Lettera di un nipote al nonno emigrante

Risposta a “Lettera al nipote dei nonni emigranti” di Lino De Palmas https://www.lucianopiras.it/lettera-al-nipote-dei-nonni-emigranti-2/

Caro Nonno, 

Avermi dato la possibilità di mettere, per un momento, i tuoi occhiali e filtrare il mondo con i tuoi occhi è stato per me un grandissimo dono. Nessuno lo aveva mai fatto prima.

Il villaggio globale in cui sono nata e cresciuta non mi ha mai dato un punto di riferimento saldo da cui partire, un paio di occhiali adeguati per filtrare la realtà e distinguere ciò che và fatto da ciò che non và fatto. Se tu, infatti, sei diventato orfano de “Sa Idda” da adulto, io lo sono sempre stata e, come ben saprai, rimpiazzare da adulti ciò che ci è mancato da bambini, è una bella gatta da pelare. La psicologia ha ampliato la schiera dei suoi seguaci negli ultimi cinquant’ anni, soprattutto a causa di questa mancanza.

Penso, comunque, di averti reso abbastanza fiero di me, essendomi resa conto in tempo di averti, in qualche modo, mancato di rispetto e avendo cercato di rimediare al danno.

Rispetto immensamente i sacrifici che tu hai fatto per me, sacrifici che sono stati possibili solo grazie al fatto che il sacrificio per te era l’unica scelta che avevi sin da bambino, il tuo pane quotidiano, perché il tuo mondo era fatto solo così e non avevi altra possibilità se non crearti una corazza e diventare Uomo in fretta.  

Ma ora ti chiederei di metterti nella mia pelle per un momento, per osservare e comprendere la distanza che si è creata tra di noi.

Solo gioia  e agiatezza hanno proiettato i miei occhiali infantili, una gioia ipocrita che ha anestetizzato la mia vita, rendendola vuota di vita stessa e carente di fame di vivere.
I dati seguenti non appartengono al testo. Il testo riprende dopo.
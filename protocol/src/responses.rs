//! Responses returned by the exercise service's handlers.
//!
//! Decoding is tolerant: handlers omit fields that do not apply to the
//! outcome they report, so everything beyond `success` is optional or
//! defaulted.
use serde::{Deserialize, Serialize};

/// Reply to [`crate::requests::SaveFile`].
#[derive(Debug, Clone, Serialize, Deserialize)]
pub struct SaveFileResponse {
    pub success: bool,
    pub filename: Option<String>,
    pub error: Option<String>,
}

impl SaveFileResponse {
    pub fn saved(filename: impl Into<String>) -> Self {
        Self {
            success: true,
            filename: Some(filename.into()),
            error: None,
        }
    }

    pub fn rejected(error: impl Into<String>) -> Self {
        Self {
            success: false,
            filename: None,
            error: Some(error.into()),
        }
    }
}

/// Reply to [`crate::requests::DeleteFile`] and
/// [`crate::requests::RenameFile`]: a bare outcome with an optional
/// human-readable message either way.
#[derive(Debug, Clone, Serialize, Deserialize)]
pub struct MutationResponse {
    pub success: bool,
    pub message: Option<String>,
    pub error: Option<String>,
}

impl MutationResponse {
    pub fn applied() -> Self {
        Self {
            success: true,
            message: None,
            error: None,
        }
    }

    pub fn rejected(error: impl Into<String>) -> Self {
        Self {
            success: false,
            message: None,
            error: Some(error.into()),
        }
    }
}

/// Execution verdict as reported by the backend, e.g. "Accepted" or
/// "Time Limit Exceeded".
#[derive(Debug, Clone, Serialize, Deserialize)]
pub struct ExecutionStatus {
    pub description: String,
}

/// Reply to [`crate::requests::RunCode`].
///
/// `time` stays a string: the execution backend reports wall time as a
/// decimal string and the service passes it through untouched.
#[derive(Debug, Clone, Serialize, Deserialize)]
pub struct RunResponse {
    pub success: bool,
    pub output: Option<String>,
    pub error: Option<String>,
    pub compile_output: Option<String>,
    pub status: Option<ExecutionStatus>,
    pub time: Option<String>,
    pub memory: Option<i64>,
}

impl RunResponse {
    pub fn completed(output: impl Into<String>) -> Self {
        Self {
            success: true,
            output: Some(output.into()),
            error: None,
            compile_output: None,
            status: Some(ExecutionStatus {
                description: "Accepted".to_owned(),
            }),
            time: None,
            memory: None,
        }
    }

    pub fn rejected(error: impl Into<String>) -> Self {
        Self {
            success: false,
            output: None,
            error: Some(error.into()),
            compile_output: None,
            status: None,
            time: None,
            memory: None,
        }
    }
}

/// Outcome of one graded test case.
///
/// `expected_output`/`actual_output` are only present for public test
/// cases; the service withholds them for hidden ones.
#[derive(Debug, Clone, Serialize, Deserialize)]
pub struct TestResult {
    pub name: String,
    pub passed: bool,
    #[serde(default)]
    pub points: f64,
    #[serde(default)]
    pub earned_points: f64,
    #[serde(default)]
    pub is_public: bool,
    pub expected_output: Option<String>,
    pub actual_output: Option<String>,
}

/// Reply to [`crate::requests::SubmitSolution`].
#[derive(Debug, Clone, Serialize, Deserialize)]
pub struct SubmitResponse {
    pub success: bool,
    pub message: Option<String>,
    pub error: Option<String>,
    #[serde(default)]
    pub score: f64,
    #[serde(default)]
    pub max_score: f64,
    #[serde(default)]
    pub passed_tests: u32,
    #[serde(default)]
    pub total_tests: u32,
    #[serde(default)]
    pub test_results: Vec<TestResult>,
}

impl SubmitResponse {
    pub fn rejected(error: impl Into<String>) -> Self {
        Self {
            success: false,
            message: None,
            error: Some(error.into()),
            score: 0.0,
            max_score: 0.0,
            passed_tests: 0,
            total_tests: 0,
            test_results: Vec::new(),
        }
    }
}

#[cfg(test)]
mod tests {
    use super::*;

    #[test]
    fn run_response_decodes_with_absent_fields() {
        let raw = r#"{"success": true, "output": "hi\n"}"#;
        let response: RunResponse = serde_json::from_str(raw).unwrap();
        assert!(response.success);
        assert_eq!(response.output.as_deref(), Some("hi\n"));
        assert!(response.error.is_none());
        assert!(response.status.is_none());
        assert!(response.time.is_none());
    }

    #[test]
    fn run_response_decodes_full_shape() {
        let raw = r#"{
            "success": true,
            "output": "4\n",
            "error": "",
            "compile_output": null,
            "status": {"description": "Accepted"},
            "time": "0.002",
            "memory": 3244
        }"#;
        let response: RunResponse = serde_json::from_str(raw).unwrap();
        assert_eq!(response.status.unwrap().description, "Accepted");
        assert_eq!(response.time.as_deref(), Some("0.002"));
        assert_eq!(response.memory, Some(3244));
    }

    #[test]
    fn submit_response_defaults_counters() {
        let raw = r#"{"success": false, "error": "No test cases configured"}"#;
        let response: SubmitResponse = serde_json::from_str(raw).unwrap();
        assert!(!response.success);
        assert_eq!(response.total_tests, 0);
        assert!(response.test_results.is_empty());
    }

    #[test]
    fn submit_response_decodes_test_results() {
        let raw = r#"{
            "success": true,
            "score": 7.5,
            "max_score": 10.0,
            "passed_tests": 3,
            "total_tests": 4,
            "test_results": [
                {"name": "basic", "passed": true, "points": 2.5,
                 "earned_points": 2.5, "is_public": true,
                 "expected_output": "4", "actual_output": "4"},
                {"name": "edge", "passed": false, "points": 2.5,
                 "earned_points": 0.0, "is_public": false}
            ]
        }"#;
        let response: SubmitResponse = serde_json::from_str(raw).unwrap();
        assert_eq!(response.test_results.len(), 2);
        assert!(response.test_results[1].expected_output.is_none());
        assert!(!response.test_results[1].is_public);
    }
}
Rendendola superficiale e gettandola in pasto a una perenne entropia, silenziosa ma fatale.  Ce lo ricordò ossessivamente Nietzsche quando, tra le altre cose, scrisse che “Il dolore rende gli uomini profondi, mentre la gioia li rende superficiali”. Come sempre, aveva ragione. 

Mai, da ragazzina, ho avuto modo di testare la mia temperanza con una qualsiasi responsabilità, per poi trovarmi catapultata in un mondo che mi ha gettato in faccia delle responsabilità enormi: tra le tante, la responsabilità di dover scegliere in un mondo in cui le scelte sono infinite.
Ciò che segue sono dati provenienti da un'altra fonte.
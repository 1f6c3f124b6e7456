use std::path::PathBuf;

use clap::{Parser, Subcommand};
use eframe::egui::{self, Visuals};
use tracing_subscriber::EnvFilter;

mod bridge;
mod editor;
mod student;
mod studio;
mod ui;
mod view_model;

use student::StudentApp;
// the module shadows the `studio` crate, so name it explicitly
use crate::studio::StudioApp;

#[derive(Parser)]
struct Args {
    /// Path to a configuration file (defaults to the platform config
    /// directory)
    #[clap(short, long)]
    config: Option<PathBuf>,

    #[clap(subcommand)]
    command: Command,
}

#[derive(Subcommand)]
enum Command {
    /// Open a student workspace from a snapshot file
    Student { snapshot: PathBuf },
    /// Edit the instructor settings for an exercise
    Studio { settings: PathBuf },
}

fn main() -> eyre::Result<()> {
    let _ = tracing_subscriber::fmt()
        .with_env_filter(EnvFilter::from_default_env())
        .try_init();
    let _ = color_eyre::install();

    let args = Args::parse();
    let config = config::load(args.config.as_deref());
    tracing::debug!(?config, "loaded configuration");

    let title = match args.command {
        Command::Student { .. } => "Codebench",
        Command::Studio { .. } => "Codebench Studio",
    };

    let native_options = eframe::NativeOptions::default();
    eframe::run_native(
        title,
        native_options,
        Box::new(move |cc| {
            let style = egui::Style {
                visuals: match config.theme {
                    config::Theme::Light => Visuals::light(),
                    config::Theme::Dark => Visuals::dark(),
                    config::Theme::Auto => match dark_light::detect() {
                        dark_light::Mode::Dark | dark_light::Mode::Default => Visuals::dark(),
                        dark_light::Mode::Light => Visuals::light(),
                    },
                },
                ..Default::default()
            };
            cc.egui_ctx.set_style(style);

            let app: Box<dyn eframe::App> = match args.command {
                Command::Student { snapshot } => Box::new(
                    StudentApp::new(&snapshot, &config, cc).map_err(|e| {
                        Box::<dyn std::error::Error + Send + Sync>::from(e.to_string())
                    })?,
                ),
                Command::Studio { settings } => Box::new(StudioApp::new(&settings).map_err(
                    |e| Box::<dyn std::error::Error + Send + Sync>::from(e.to_string()),
                )?),
            };
            Ok(app)
        }),
    )
    .map_err(|e| eyre::eyre!("running gui mainloop: {e}"))
}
Ho faticato molto per comprendere che, invece di decidere cosa fare, dovevo decidere chi essere. Ma ti assicuro che appena mi sono riconosciuta e, conoscendomi, ho conosciuto te, ho fatto a pezzi tutto e tutti, e sono diventata una studentessa molto accanita della mia storia (Gramsci disse che la storia non ha scolari, ma forse qualcuno c’è).

Purtroppo, non è stata colpa mia. Forse la colpa non è di nessuno o forse è un po ‘ di tutti: un po’ anche la tua, che non sei stato in grado di trasmettere i tuoi valori saldi ai tuoi figli che, di conseguenza, non li hanno trasmessi a me. 

Ma, in fondo, è comprensibile l’impossibilità di trasmettere la tua esperienza a un figlio nato in un mondo in cui quell’esperienza non è più praticabile. Mai avresti potuto ricomporre artificialmente il tuo mondo fatto di necessità, in un villaggio globale in cui il superfluo è diventato necessità. 

Sei stato anche tu il protagonista di un ciclo che, credo, si ripeterà all’infinito: 

Quando la vita è dura, le persone diventano forti. Quando le persone sono forti, migliorano il mondo. Ma quando il mondo è facile, le persone si indeboliscono. E quando le persone si indeboliscono, il mondo torna a essere duro.

Mi pare di capire che siamo nel momento in cui le persone deboli si affacciano alla vita dura.

E tutto si ripeterà di nuovo.

E i miei nipoti saranno di nuovo come te, caro nonno.